Amor, arte y color para NY

La artista colombiana Lina Montoya A.K.A. Ele Eme, pone empeño, energía y creatividad para destacar la belleza inexplorada -material y humana- de Staten Island
Amor, arte y color para NY
Exposición de Lina Montoya en Staten Island. Suministrada

Doña Sonia Muñoz trabajó por muchos años en uno de los pocos restaurantes colombianos de Connecticut. Hace ocho le ofrecieron traer su habilidad culinaria a Staten Island, a lo que aceptó, atrayendo además el talento artístico de su hija. Lina Montoya A.K.A. Ele Eme (sus iniciales), reconoce que cuando al fin tuvo la oportunidad de mudarse, lo hizo sin prejuicios, aunque el cambio le resultó fuerte ya que, en primer lugar, es oriunda de Medellín y ahora vive en una isla, la cual es menospreciada a veces hasta por sus propios habitantes.

En 2013 apenas llevaba tres años viviendo en Staten Island cuando el huracán Sandy descargó su furia, causando la muerte de 23 personas y destruyendo cientos de viviendas y negocios. A pesar de todos los esfuerzos de la reconstrucción material, Montoya cree que Staten Island “necesita más amor” y que falta “sentido de pertenencia”. Ella ofrece su corazón y su arte gráfico para llenar ese vacío.

La Isla bonita

Montoya lleva a cabo varios proyectos en los que hace realidad su sueño de hacer arte público: instalaciones, murales, videos, talleres con niños y estudiantes y festivales. El primero de ellos, “Mariposas Amarillas”, es parte de la serie denominada La Isla Bonita, “una exploración metafórica, a través de la música y la literatura, que representa las experiencias migratorias”.

La instalación se ejecutó llevó a cabo en junio de 2014 en Richmond Terrace, entre Jewett Avenue y Rector Street; consiste en la colocación de más de 18,000 mariposas elaboradas de lona brillante colocadas en una malla metálica. Los amantes de la literatura podrán reconocer el simbolismo relacionado a Mauricio Babilonia, uno de los personajes de Cien Años de Soledad, una de las obras más universales de Gabriel García Márquez, pero para la artista también está ligado a la migración, dada su propia historia familiar y personal.

Lina Montoya nació y creció en Medellín, Colombia. Se mudó a Staten Island en 2010. En esta imagen aparece junto al mural “Amor, Vida y Libertad”./cortesía Angie Vasquez
Lina Montoya nació y creció en Medellín, Colombia. Se mudó a Staten Island en 2010. En esta imagen aparece junto al mural “Amor, Vida y Libertad”./cortesía Angie Vasquez

Otro lote de mariposas amarillas fueron colocadas en Wagner College, con la ayuda de estudiantes de la escuela pública número 20. Asimismo, la instalación, Man In The Mirror, está inspirada en la canción de Michael Jackson que llama a la justicia social partiendo de uno mismo y expandiéndose a los demás. Junto a estudiantes y miembros de la comunidad, la artista colocó una gran cantidad de flores elaboradas con materiales reciclados las cuales a propósito del Festival de las Flores de Medellín. Las flores también fueron recicladas para embellecer la escuela Richard Hungerford.

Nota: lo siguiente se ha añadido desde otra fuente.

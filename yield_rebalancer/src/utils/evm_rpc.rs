use candid::{self, CandidType, Deserialize, Nat, Principal};
use evm_rpc_types::{MultiRpcResult, RpcConfig, RpcServices};
use ic_exports::ic_cdk::{self, api::call::CallResult as Result};
use serde::Serialize;

use crate::constants::{
    ETH_CALL_CYCLES, FEE_HISTORY_CYCLES, SEND_TRANSACTION_CYCLES, TRANSACTION_COUNT_CYCLES,
};

#[derive(Clone, Debug, PartialEq, Eq, CandidType, Deserialize)]
pub struct GetTransactionCountArgs {
    pub address: String,
    pub block: BlockTag,
}

#[derive(Clone, Debug, PartialEq, Eq, CandidType, Deserialize, Default)]
pub enum BlockTag {
    #[default]
    Latest,
    Finalized,
    Safe,
    Earliest,
    Pending,
    Number(Nat),
}

impl BlockTag {
    /// Pinned block if one is given, the latest block otherwise
    pub fn at(block_number: Option<u64>) -> Self {
        match block_number {
            Some(number) => BlockTag::Number(Nat::from(number)),
            None => BlockTag::Latest,
        }
    }
}

#[derive(Clone, Debug, PartialEq, Eq, CandidType, Deserialize)]
pub struct FeeHistoryArgs {
    /// Number of blocks in the requested range.
    #[serde(rename = "blockCount")]
    pub block_count: Nat,

    /// Highest block of the requested range.
    #[serde(rename = "newestBlock")]
    pub newest_block: BlockTag,

    /// A monotonically increasing list of percentile values between 0 and 100.
    #[serde(rename = "rewardPercentiles")]
    pub reward_percentiles: Option<Vec<u8>>,
}

#[derive(Debug, Clone, PartialEq, Serialize, Deserialize, CandidType)]
pub struct FeeHistory {
    /// Lowest number block of the returned range.
    #[serde(rename = "oldestBlock")]
    pub oldest_block: Nat,

    /// An array of block base fees per gas.
    /// This includes the next block after the newest of the returned range.
    #[serde(rename = "baseFeePerGas")]
    pub base_fee_per_gas: Vec<Nat>,

    /// An array of block gas used ratios (gasUsed / gasLimit).
    #[serde(rename = "gasUsedRatio")]
    pub gas_used_ratio: Vec<f64>,

    /// Effective priority fees per gas at the requested block percentiles.
    #[serde(rename = "reward")]
    pub reward: Vec<Vec<Nat>>,
}

#[derive(Debug, Clone, Serialize, Deserialize, PartialEq, CandidType)]
pub enum SendRawTransactionStatus {
    Ok(Option<String>),
    InsufficientFunds,
    NonceTooLow,
    NonceTooHigh,
}

#[derive(Clone, Debug, PartialEq, Eq, CandidType, Deserialize)]
pub struct CallArgs {
    pub transaction: TransactionRequest,
    /// Defaults to "latest" if unspecified.
    pub block: Option<BlockTag>,
}

#[derive(Clone, Debug, Default, PartialEq, Eq, CandidType, Deserialize)]
pub struct TransactionRequest {
    /// Address of the receiver or `None` in a contract creation transaction.
    pub to: Option<String>,

    /// The address of the sender.
    pub from: Option<String>,

    /// Transaction input data
    pub input: Option<String>,
}

#[derive(Copy, Clone, Debug)]
pub struct Service(pub Principal);

impl Default for Service {
    fn default() -> Self {
        Self(Principal::anonymous())
    }
}

impl Service {
    pub async fn eth_fee_history(
        &self,
        arg0: RpcServices,
        arg1: Option<RpcConfig>,
        arg2: FeeHistoryArgs,
    ) -> Result<(MultiRpcResult<FeeHistory>,)> {
        ic_cdk::api::call::call_with_payment128(
            self.0,
            "eth_feeHistory",
            (arg0, arg1, arg2),
            FEE_HISTORY_CYCLES,
        )
        .await
    }

    pub async fn eth_get_transaction_count(
        &self,
        arg0: RpcServices,
        arg1: Option<RpcConfig>,
        arg2: GetTransactionCountArgs,
    ) -> Result<(MultiRpcResult<Nat>,)> {
        ic_cdk::api::call::call_with_payment128(
            self.0,
            "eth_getTransactionCount",
            (arg0, arg1, arg2),
            TRANSACTION_COUNT_CYCLES,
        )
        .await
    }

    pub async fn eth_send_raw_transaction(
        &self,
        arg0: RpcServices,
        arg1: Option<RpcConfig>,
        arg2: String,
    ) -> Result<(MultiRpcResult<SendRawTransactionStatus>,)> {
        ic_cdk::api::call::call_with_payment128(
            self.0,
            "eth_sendRawTransaction",
            (arg0, arg1, arg2),
            SEND_TRANSACTION_CYCLES,
        )
        .await
    }

    pub async fn eth_call(
        &self,
        source: RpcServices,
        config: Option<RpcConfig>,
        args: CallArgs,
    ) -> Result<(MultiRpcResult<String>,)> {
        ic_cdk::api::call::call_with_payment128(
            self.0,
            "eth_call",
            (source, config, args),
            ETH_CALL_CYCLES,
        )
        .await
    }
}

La instalación “Niágara en bicicleta”, inspirada en una canción del dominicano Juan Luis Guerra que alude a los momentos difíciles y casi imposibles de sortear, consiste en el salvataje de una bicicleta, la cual fue amarrada a una malla en la cual fueron colocadas decenas de flores de plástico, creadas por Tom Mazzone.

Los proyectos de Montoya usualmente van acompañados no solo de la colaboración de estudiantes y miembros de la comunidad, sino de profesores que enseñan y explican el contexto y las relaciones históricas, sociales, económicas y ambientales de las obras de arte callejero.

La mayoría de sus estudiantes latinos, hijos de inmigrantes, que “no son ni de aquí ni de allá”, dice Montoya. “Lo que yo puedo representar para ellos incluye un contacto con su propia cultura y, además, trato de enseñarles que los sueños se hacen realidad, como el mío, que es hacer arte público”, añadió.

Entre sus incursiones más recientes están la exposición en solitario de “MariPAZos”, durante la Semana de la Memoria y la Solidaridad con las Víctimas del Conflicto Armado, en el Consulado de Colombia, así como la exposición de una serie de fotografías como parte de la beca Working Waterfront Folklife. Durante el segundo fin de semana de julio llevó a cabo la segunda edición del festival La Isla Bonita, en Faber Park, en el que participaron diversos músicos y los asistentes tuvieron oportunidad de participar en actividades deportivas y artísticas.